レイヤ2ヘッダには、TTL(Time To Live)値は、ありません。そのために、永遠にループし続けることになります。その結果、スイッチのCPU負荷が上がってしまい、スイッチの処理能力が限界を超えてしまい、最悪の場合、暴走してしまうかもしれませんし、ネットワークの帯域幅を浪費して、ネットワークがダウンしてしまいます。
この循環を防ぐために、スパニングツリープロトコル(STP)というものがあります。もちろん、Cisco Catalyst スイッチでも使用できます。スパニングツリープロトコルは、IEEE
802.1Dとして標準化されています。
以下、スパニングツリープロトコルをSTPと書くことにします。
STPは、与えられた優先順位を元に、ブリッジ間でBPDU(Bridge Protocol Data Unit)と呼ばれる制御情報をやり取りして、ブロックするポートとフォワードするポートを決定します。

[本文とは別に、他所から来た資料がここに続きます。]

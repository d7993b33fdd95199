//! Free-text prescription parser.
//!
//! Turns text such as `"Paracetamol 500mg twice daily for 7 days; Ibuprofen
//! 200mg once daily"` into structured entries. Parsing fails soft: when
//! nothing usable is found the caller's previous entries come back.

use once_cell::sync::Lazy;
use regex::Regex;
use tracing::debug;

use super::entry::PrescriptionEntry;

static DOSAGE: Lazy<Regex> =
    Lazy::new(|| Regex::new(r"(?i)([0-9]+\s*(?:mg|g|ml|units?))").expect("valid dosage pattern"));

static FREQUENCY: Lazy<Regex> = Lazy::new(|| {
    Regex::new(r"(?i)(?:once|twice|thrice|[0-9]+\s*times?)\s*(?:daily|per\s*day|a\s*day)")
        .expect("valid frequency pattern")
});

static DURATION: Lazy<Regex> = Lazy::new(|| {
    Regex::new(r"(?i)(?:for\s*)?([0-9]+\s*(?:days?|weeks?|months?))").expect("valid duration pattern")
});

/// Parser for free-text prescriptions.
pub struct PrescriptionParser;

impl PrescriptionParser {
    /// Parses `text`, falling back to `previous` when it yields nothing.
    ///
    /// # Edge Cases
    /// - Blank text: returns `previous`
    /// - No line with two or more tokens: returns `previous`
    pub fn parse(text: &str, previous: &[PrescriptionEntry]) -> Vec<PrescriptionEntry> {
        match Self::try_parse(text) {
            Some(entries) => entries,
            None => {
                debug!(
                    blank = text.trim().is_empty(),
                    kept = previous.len(),
                    "Prescription text unusable, keeping previous entries"
                );
                previous.to_vec()
            }
        }
    }

    /// Parses `text` without a fallback; `None` when no entry was produced.
    pub fn try_parse(text: &str) -> Option<Vec<PrescriptionEntry>> {
        if text.trim().is_empty() {
            return None;
        }

        let entries: Vec<PrescriptionEntry> = Self::lines(text)
            .filter_map(Self::parse_line)
            .collect();

        debug!(entries = entries.len(), "Parsed prescription text");

        if entries.is_empty() {
            None
        } else {
            Some(entries)
        }
    }

    /// Parses one line. Needs at least two whitespace-separated tokens;
    /// the first token is the medication name.
    pub fn parse_line(line: &str) -> Option<PrescriptionEntry> {
        let line = line.trim();
        let mut tokens = line.split_whitespace();
        let medication = tokens.next()?;
        tokens.next()?;

        let dosage = DOSAGE
            .captures(line)
            .map(|caps| caps[1].to_string())
            .unwrap_or_default();
        let frequency = FREQUENCY
            .find(line)
            .map(|m| m.as_str().to_string())
            .unwrap_or_default();
        let duration = DURATION
            .captures(line)
            .map(|caps| caps[1].to_string())
            .unwrap_or_default();

        Some(PrescriptionEntry::new(medication, dosage, frequency, duration))
    }

    fn lines(text: &str) -> impl Iterator<Item = &str> {
        text.split([';', '\n'])
            .map(str::trim)
            .filter(|line| !line.is_empty())
    }
}
impl DialogueEngine {
    /// Creates an engine with the given configuration and content source.
    pub fn new(config: DialogueConfig, content: Arc<dyn ContentProvider>) -> Self {
        Self { config, content }
    }

    /// Symptoms needed for a diagnosis, never below [`MIN_DIAGNOSIS_THRESHOLD`].
    pub fn diagnosis_threshold(&self) -> usize {
        self.config.diagnosis_threshold.max(MIN_DIAGNOSIS_THRESHOLD)
    }

    /// Processes one user utterance.
    ///
    /// Total over its input: any text, including empty or nonsense text, is
    /// accepted as a symptom description while symptoms are being collected.
    pub fn advance(&self, state: &ConversationState, user_text: &str) -> TurnOutcome {
        let from = state.stage();
        let outcome = match from {
            ConsultationStage::Intake => {
                let next = state.with_symptom(
                    Symptom::from_utterance(user_text),
                    ConsultationStage::FollowUp,
                );
                self.follow_up(next)
            }
            ConsultationStage::FollowUp => {
                let collected = state.symptom_count() + 1;
                if collected >= self.diagnosis_threshold() {
                    let next = state.with_symptom(
                        Symptom::from_utterance(user_text),
                        ConsultationStage::Diagnosed,
                    );
                    self.diagnose(next)
                } else {
                    let next = state.with_symptom(
                        Symptom::from_utterance(user_text),
                        ConsultationStage::FollowUp,
                    );
                    self.follow_up(next)
                }
            }
            ConsultationStage::Diagnosed => {
                if self.is_reset_request(user_text) {
                    TurnOutcome {
                        state: ConversationState::new(),
                        reply: RESET_ACKNOWLEDGEMENT.to_string(),
                        kind: ReplyKind::ResetAcknowledgement,
                    }
                } else {
                    TurnOutcome {
                        state: state.clone(),
                        reply: DIAGNOSED_HELP.to_string(),
                        kind: ReplyKind::Help,
                    }
                }
            }
        };

        debug_assert!(from.can_transition_to(&outcome.state.stage()));
        debug!(
            from = %from,
            to = %outcome.state.stage(),
            symptoms = outcome.state.symptom_count(),
            reply = ?outcome.kind,
            "Dialogue turn advanced"
        );

        outcome
    }

    /// Returns true if the text asks to start a new consultation.
    ///
    /// Matches [`RESET_KEYWORDS`] plus any configured extras, as
    /// case-insensitive substrings.
    pub fn is_reset_request(&self, text: &str) -> bool {
        let lower = text.to_lowercase();
        RESET_KEYWORDS
            .iter()
            .map(|keyword| keyword.to_string())
            .chain(
                self.config
                    .extra_reset_keywords
                    .iter()
                    .map(|keyword| keyword.trim().to_lowercase()),
            )
            .filter(|keyword| !keyword.is_empty())
            .any(|keyword| lower.contains(&keyword))
    }

    fn follow_up(&self, state: ConversationState) -> TurnOutcome {
        TurnOutcome {
            state,
            reply: self.content.pick_follow_up_question(),
            kind: ReplyKind::FollowUpQuestion,
        }
    }

    fn diagnose(&self, state: ConversationState) -> TurnOutcome {
        let template = self.content.pick_diagnosis_template();
        debug!(condition = %template.condition, "Diagnosis template selected");
        TurnOutcome {
            state,
            reply: template.render_report(),
            kind: ReplyKind::Diagnosis,
        }
    }
}

impl std::fmt::Debug for DialogueEngine {
    fn fmt(&self, f: &mut std::fmt::Formatter<'_>) -> std::fmt::Result {
        f.debug_struct("DialogueEngine")
            .field("config", &self.config)
            .finish_non_exhaustive()
    }
}

#[cfg(test)]
mod tests {
    use super::*;
    use crate::domain::consultation::DiagnosisTemplate;
    use crate::domain::foundation::Percentage;
    use proptest::prelude::*;
    use std::sync::atomic::{AtomicUsize, Ordering};

    /// Numbers its questions so tests can tell calls apart.
    #[derive(Default)]
    struct CountingContent {
        questions: AtomicUsize,
        diagnoses: AtomicUsize,
    }

    impl ContentProvider for CountingContent {
        fn pick_follow_up_question(&self) -> String {
            let n = self.questions.fetch_add(1, Ordering::SeqCst) + 1;
            format!("Question {}?", n)
        }

        fn pick_diagnosis_template(&self) -> DiagnosisTemplate {
            self.diagnoses.fetch_add(1, Ordering::SeqCst);
            DiagnosisTemplate {
                condition: "Mild Gastroenteritis".to_string(),
                confidence: Percentage::new(75),
                description: "Stomach flu or food-related illness".to_string(),
                recommendations: vec!["Stay hydrated with clear fluids".to_string()],
            }
        }
    }

    fn engine() -> (DialogueEngine, Arc<CountingContent>) {
        let content = Arc::new(CountingContent::default());
        let engine = DialogueEngine::new(DialogueConfig::default(), content.clone());
        (engine, content)
    }

    fn run(engine: &DialogueEngine, turns: &[&str]) -> TurnOutcome {
        let mut state = ConversationState::new();
        let mut last = None;
        for turn in turns {
            let outcome = engine.advance(&state, turn);
            state = outcome.state.clone();
            last = Some(outcome);
        }
        last.expect("at least one turn")
    }

    mod intake {
        use super::*;

        #[test]
        fn first_turn_moves_to_follow_up_with_question() {
            let (engine, content) = engine();
            let outcome = engine.advance(&ConversationState::new(), "I have a headache");

            assert_eq!(outcome.state.stage(), ConsultationStage::FollowUp);
            assert_eq!(outcome.state.symptom_count(), 1);
            assert_eq!(outcome.state.symptoms()[0].description(), "I have a headache");
            assert_eq!(outcome.reply, "Question 1?");
            assert_eq!(outcome.kind, ReplyKind::FollowUpQuestion);
            assert_eq!(content.questions.load(Ordering::SeqCst), 1);
        }

        #[test]
        fn empty_text_is_still_recorded() {
            let (engine, _) = engine();
            let outcome = engine.advance(&ConversationState::new(), "");
            assert_eq!(outcome.state.symptom_count(), 1);
            assert_eq!(outcome.state.symptoms()[0].description(), "");
        }

        #[test]
        fn reset_words_during_intake_are_just_symptoms() {
            let (engine, _) = engine();
            let outcome = engine.advance(&ConversationState::new(), "it started yesterday");
            assert_eq!(outcome.state.stage(), ConsultationStage::FollowUp);
        }
    }

    mod follow_up {
        use super::*;

        #[test]
        fn second_turn_asks_again() {
            let (engine, _) = engine();
            let outcome = run(&engine, &["headache", "two days"]);
            assert_eq!(outcome.state.stage(), ConsultationStage::FollowUp);
            assert_eq!(outcome.state.symptom_count(), 2);
            assert_eq!(outcome.reply, "Question 2?");
        }

        #[test]
        fn third_turn_diagnoses() {
            let (engine, content) = engine();
            let outcome = run(&engine, &["headache", "two days", "no fever"]);

            assert_eq!(outcome.state.stage(), ConsultationStage::Diagnosed);
            assert_eq!(outcome.state.symptom_count(), 3);
            assert_eq!(outcome.kind, ReplyKind::Diagnosis);
            assert!(outcome.reply.contains("**Likely Condition:** Mild Gastroenteritis"));
            assert!(outcome.reply.contains("**Confidence Level:** 75%"));
            assert_eq!(content.diagnoses.load(Ordering::SeqCst), 1);
            assert_eq!(content.questions.load(Ordering::SeqCst), 2);
        }

        #[test]
        fn custom_threshold_delays_diagnosis() {
            let content = Arc::new(CountingContent::default());
            let engine = DialogueEngine::new(
                DialogueConfig {
                    diagnosis_threshold: 5,
                    ..Default::default()
                },
                content,
            );
            let outcome = run(&engine, &["a", "b", "c", "d"]);
            assert_eq!(outcome.state.stage(), ConsultationStage::FollowUp);
            let outcome = engine.advance(&outcome.state, "e");
            assert_eq!(outcome.state.stage(), ConsultationStage::Diagnosed);
        }

        #[test]
        fn threshold_below_minimum_is_raised() {
            let content = Arc::new(CountingContent::default());
            let engine = DialogueEngine::new(
                DialogueConfig {
                    diagnosis_threshold: 0,
                    ..Default::default()
                },
                content,
            );
            assert_eq!(engine.diagnosis_threshold(), 3);
            let outcome = run(&engine, &["a", "b"]);
            assert_eq!(outcome.state.stage(), ConsultationStage::FollowUp);
            assert_eq!(outcome.kind, ReplyKind::FollowUpQuestion);
            let outcome = engine.advance(&outcome.state, "c");
            assert_eq!(outcome.state.stage(), ConsultationStage::Diagnosed);
        }

        #[test]
        fn threshold_of_two_still_waits_for_third_symptom() {
            let content = Arc::new(CountingContent::default());
            let engine = DialogueEngine::new(
                DialogueConfig {
                    diagnosis_threshold: 2,
                    ..Default::default()
                },
                content.clone(),
            );
            let outcome = run(&engine, &["a", "b"]);
            assert_eq!(outcome.state.stage(), ConsultationStage::FollowUp);
            assert_eq!(content.diagnoses.load(Ordering::SeqCst), 0);
        }
    }

    mod diagnosed {
        use super::*;

        fn diagnosed(engine: &DialogueEngine) -> ConversationState {
            run(engine, &["a", "b", "c"]).state
        }

        #[test]
        fn new_consultation_resets() {
            let (engine, _) = engine();
            let outcome = engine.advance(&diagnosed(&engine), "new consultation please");

            assert_eq!(outcome.state, ConversationState::new());
            assert_eq!(outcome.reply, RESET_ACKNOWLEDGEMENT);
            assert_eq!(outcome.kind, ReplyKind::ResetAcknowledgement);
        }

        #[test]
        fn reset_is_case_insensitive() {
            let (engine, _) = engine();
            let outcome = engine.advance(&diagnosed(&engine), "START OVER");
            assert_eq!(outcome.state.stage(), ConsultationStage::Intake);
        }

        #[test]
        fn keyword_inside_a_word_still_resets() {
            let (engine, _) = engine();
            let outcome = engine.advance(&diagnosed(&engine), "renewal");
            assert_eq!(outcome.state.stage(), ConsultationStage::Intake);
        }

        #[test]
        fn anything_else_returns_help_and_keeps_state() {
            let (engine, content) = engine();
            let state = diagnosed(&engine);
            let outcome = engine.advance(&state, "thanks");

            assert_eq!(outcome.state, state);
            assert_eq!(outcome.reply, DIAGNOSED_HELP);
            assert_eq!(outcome.kind, ReplyKind::Help);
            assert_eq!(content.diagnoses.load(Ordering::SeqCst), 1);
        }

        #[test]
        fn blank_extra_keywords_never_match() {
            let content = Arc::new(CountingContent::default());
            let engine = DialogueEngine::new(
                DialogueConfig {
                    extra_reset_keywords: vec!["  ".to_string(), String::new()],
                    ..Default::default()
                },
                content,
            );
            assert!(!engine.is_reset_request("thanks"));
        }

        #[test]
        fn extra_keywords_add_to_builtin_ones() {
            let content = Arc::new(CountingContent::default());
            let engine = DialogueEngine::new(
                DialogueConfig {
                    extra_reset_keywords: vec![" Restart ".to_string()],
                    ..Default::default()
                },
                content,
            );
            let state = diagnosed(&engine);
            for text in ["RESTART please", "new", "Start over"] {
                let outcome = engine.advance(&state, text);
                assert_eq!(outcome.kind, ReplyKind::ResetAcknowledgement, "{}", text);
            }
        }

        #[test]
        fn reset_conversation_can_run_again() {
            let (engine, _) = engine();
            let reset = engine.advance(&diagnosed(&engine), "new").state;
            let next = engine.advance(&reset, "back pain");
            assert_eq!(next.state.stage(), ConsultationStage::FollowUp);
            assert_eq!(next.state.symptom_count(), 1);
        }
    }

    proptest! {
        #[test]
        fn diagnosed_iff_threshold_reached(turns in proptest::collection::vec("[a-z ]{0,12}", 1..12)) {
            let (engine, _) = engine();
            let mut state = ConversationState::new();
            for turn in &turns {
                let outcome = engine.advance(&state, turn);
                let was_diagnosed = state.stage() == ConsultationStage::Diagnosed;
                state = outcome.state;

                if was_diagnosed {
                    // Only a reset leaves Diagnosed, and it clears everything.
                    prop_assert!(
                        state.stage() == ConsultationStage::Diagnosed
                            || (state.stage() == ConsultationStage::Intake && state.symptoms().is_empty())
                    );
                } else {
                    prop_assert_eq!(
                        state.stage() == ConsultationStage::Diagnosed,
                        state.symptom_count() >= 3
                    );
                }
                if state.stage() == ConsultationStage::Intake {
                    prop_assert_eq!(state.symptom_count(), 0);
                }
                prop_assert!(
                    ConversationState::restore(state.stage(), state.symptoms().to_vec(), 3).is_ok()
                );
            }
        }
    }
}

このようにして、任意のポートをブロック状態にして、受信したデータフレームを破棄することで、物理的にループを構成にしているネットワークであっても、データフレームがループの中をいつまでも巡り続ける事態を防ぐことができます。
STPは、障害時に迂回経路が確保できるという利点があるため、大規模なネットワークには欠かせない、プロトコルなのです。
さて、そのSTPですが、STPには、IEEE802.1DとIEEE802.1Wという複数の種類が存在します。現在、主流になっているのは、IEEE802.1Wで、通称、RSTP(ラピッドスパニングツリープロトコル)と呼ばれています。
STPでは、下のように5つの状態を移行するので、最大で50秒(20秒+15秒+15秒)の通信断が発生します。
・Disabled(無効)
↓(ポートは管理上シャットダウンされています)
・Blocking
↓(最大経過時間20秒)
・Listening
↓(転送遅延15秒)
・Learning
↓(転送遅延15秒)
・Forwarding
その間、通信ができない状態になりますので、ミッションクリティカルな環境において、あまり向いているとは言えません。そこで、このSTPの弱点を克服するべく、RSTPというプロトコルが開発されています。
RSTPを使用すれば、スパニングツリーの再計算が1秒程度となり、非常に高速になります。RSTPは、STP(IEEE802.1D)とは互換性があるので、STPと混在環境でも動作可能です。
「Cisco実機で学ぶ(CCNAスイッチ編)」では、IEEE802.1D(STP)でネットワークを構築してみることにします。
●BID
STPの動作ですが、電源を入れると、BPDUが、ブリッジID(BID)と共に送信され、まずは、ルートブリッジの選出が行われます。Cisco機器では、デフォルトで送信間隔が2秒になっています。
◆ルートブリッジの決定と各種ポートの選出
STPでは、以下の選出が行われます。
・ネットワークごとに1つのルートブリッジ
・ルートブリッジ以外のスイッチごとに1つのルートポート
・セグメントごとに1つの代表(指定)ポート
・ブロックするポートの決定
ルートポートと代表ポートは、データトラフィックの転送に使用されます。ブロッキングポートでは、BPDUの受信だけが行なわれ、データフレームは破棄され、アドレスは学習されないようになります。
●ルートブリッジの選出
全てのスイッチが、BPDUを受信と確認を行い、最終的に最小のBID値を持つブリッジがルートブリッジとして選出されます。
●ルートポート(Root Port)の選出
ルートスイッチでない各スイッチごとに、1つのポートをルートポートとして選出します。ルートブリッジへの最小のコストを持つパスが最適パスを提供するルートポートになります。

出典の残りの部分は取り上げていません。